Reputation: 267
I have a dataframe that has domain names. But the problem is every character of the domain name is in single cell of a dataframe. Below is how it looks. the 'Column' is just column name for the first column.
testing = pd.DataFrame({'col':['h','h'],
'Unnamed :1':['t','t'],
'Unnamed :2':['t','t'],
'Unnamed :3':['p','p'],
'Unnamed :4':['s',':']})
print (testing)
col Unnamed :1 Unnamed :2 Unnamed :3 Unnamed :4
0 h t t p s
1 h t t p :
I wish to concatenate every column and the resultant should look like
https
http:
My code : I read the excel sheet which has data, convert to dataframe and see if the first column of every row has one character or a string.

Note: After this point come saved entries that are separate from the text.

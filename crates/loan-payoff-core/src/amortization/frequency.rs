//! Payment cadence and its calendar arithmetic.

use chrono::{Days, Months, NaiveDate};
use rust_decimal::Decimal;
use serde::{Deserialize, Serialize};
use std::convert::Infallible;
use std::fmt;
use std::str::FromStr;

/// How often a loan payment falls due.
///
/// Parsing is lenient: any unrecognised cadence is treated as monthly.
#[derive(Debug, Clone, Copy, Default, PartialEq, Eq, Hash, Serialize, Deserialize)]
#[serde(rename_all = "lowercase", from = "String")]
pub enum PaymentFrequency {
    Weekly,
    Biweekly,
    #[default]
    Monthly,
    Quarterly,
    Yearly,
}

/// Calendar distance between two consecutive payments.
#[derive(Debug, Clone, Copy, PartialEq, Eq)]
pub enum PeriodStep {
    Days(u32),
    Months(u32),
}

impl PaymentFrequency {
    pub const ALL: [PaymentFrequency; 5] = [
        PaymentFrequency::Weekly,
        PaymentFrequency::Biweekly,
        PaymentFrequency::Monthly,
        PaymentFrequency::Quarterly,
        PaymentFrequency::Yearly,
    ];

    pub fn payments_per_year(self) -> u32 {
        match self {
            PaymentFrequency::Weekly => 52,
            PaymentFrequency::Biweekly => 26,
            PaymentFrequency::Monthly => 12,
            PaymentFrequency::Quarterly => 4,
            PaymentFrequency::Yearly => 1,
        }
    }

    /// Months covered by one period; fractional for weekly cadences (12/52).
    pub fn months_per_period(self) -> Decimal {
        Decimal::from(12) / Decimal::from(self.payments_per_year())
    }

    pub fn step(self) -> PeriodStep {
        match self {
            PaymentFrequency::Weekly => PeriodStep::Days(7),
            PaymentFrequency::Biweekly => PeriodStep::Days(14),
            PaymentFrequency::Monthly => PeriodStep::Months(1),
            PaymentFrequency::Quarterly => PeriodStep::Months(3),
            PaymentFrequency::Yearly => PeriodStep::Months(12),
        }
    }

    /// Date of the period `index` steps after `start` (index 0 is `start`).
    ///
    /// Always measured from `start`, so a loan starting on the 31st keeps
    /// landing on month-end instead of drifting to the 28th.
    pub fn date_after(self, start: NaiveDate, index: u32) -> Option<NaiveDate> {
        match self.step() {
            PeriodStep::Days(d) => {
                start.checked_add_days(Days::new(u64::from(d) * u64::from(index)))
            }
            PeriodStep::Months(m) => start.checked_add_months(Months::new(m.checked_mul(index)?)),
        }
    }

    pub fn as_str(self) -> &'static str {
        match self {
            PaymentFrequency::Weekly => "weekly",
            PaymentFrequency::Biweekly => "biweekly",
            PaymentFrequency::Monthly => "monthly",
            PaymentFrequency::Quarterly => "quarterly",
            PaymentFrequency::Yearly => "yearly",
        }
    }
}

/// Payments per year for a cadence: weekly 52, biweekly 26, monthly 12,
/// quarterly 4, yearly 1.
pub fn payments_per_year(frequency: PaymentFrequency) -> u32 {
    frequency.payments_per_year()
}

impl From<&str> for PaymentFrequency {
    fn from(s: &str) -> Self {
        match s.trim().to_ascii_lowercase().as_str() {
            "weekly" => PaymentFrequency::Weekly,
            "biweekly" | "bi-weekly" | "fortnightly" => PaymentFrequency::Biweekly,
            "quarterly" => PaymentFrequency::Quarterly,
            "yearly" | "annual" | "annually" => PaymentFrequency::Yearly,
            _ => PaymentFrequency::Monthly,
        }
    }
}

impl From<String> for PaymentFrequency {
    fn from(s: String) -> Self {
        PaymentFrequency::from(s.as_str())
    }
}

impl FromStr for PaymentFrequency {
    type Err = Infallible;

    fn from_str(s: &str) -> Result<Self, Self::Err> {
        Ok(PaymentFrequency::from(s))
    }
}

impl fmt::Display for PaymentFrequency {
    fn fmt(&self, f: &mut fmt::Formatter<'_>) -> fmt::Result {
        f.write_str(self.as_str())
    }
}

If it is a character, I have to concatenate all the characters present in that entire row.
testing = pd.read_excel("path to .xlsx file")
for i in range(len(testing)):
if len(testing.iloc[i,0]) == 1:
testing.iloc[i,0] = testing.astype(str).values.sum(axis=1)
But this gives:
['https' 'http:' 'http:' 'http:' 'http:']
['https' 'http:' 'http:' 'http:' 'http:']
Upvotes: 1
Views: 479
Reputation: 863166
Here loops are not necessary, assign to first column with iloc
and :
for all rows:
testing = pd.read_excel("path to .xlsx file")
testing.iloc[:, 0] = testing.astype(str).values.sum(axis=1)
print (testing)
col Unnamed :1 Unnamed :2 Unnamed :3 Unnamed :4
0 https t t p s
1 http: t t p :
EDIT: If need test first column for length first select by DataFrame.iloc
and then test by Series.str.len
, last set by values by DataFrame.where
to empty strings:
testing = pd.DataFrame({'col':['something','h'],
'Unnamed :1':['t','t'],
'Unnamed :2':['t','t'],
'Unnamed :3':['p','p'],
'Unnamed :4':['s',':']})
mask = testing.iloc[:, 0].str.len() == 1
testing.iloc[:, 0] = testing.astype(str).where(mask, '').values.sum(axis=1)
print (testing)
col Unnamed :1 Unnamed :2 Unnamed :3 Unnamed :4
0 t t p s
1 http: t t p :
Upvotes: 1
Reputation: 796
Here is a solution that checks if the first column for every row has one character:
testing = pd.DataFrame({'col':['h','h', 'erqi'],
'Unnamed :1':['t','t', 'tsdf'],
'Unnamed :2':['t','t', 'rs'],
'Unnamed :3':['p','p', 'sf'],
'Unnamed :4':['s',':', 'sdf']})
mask = testing.col.str.len().eq(1)
testing["address"] = np.where(mask, testing.astype(str).values.sum(axis=1), "")
Output:
col Unnamed :1 Unnamed :2 Unnamed :3 Unnamed :4 address
0 h t t p s https
1 h t t p : http:
2 erqi tsdf rs sf sdf
Upvotes: 1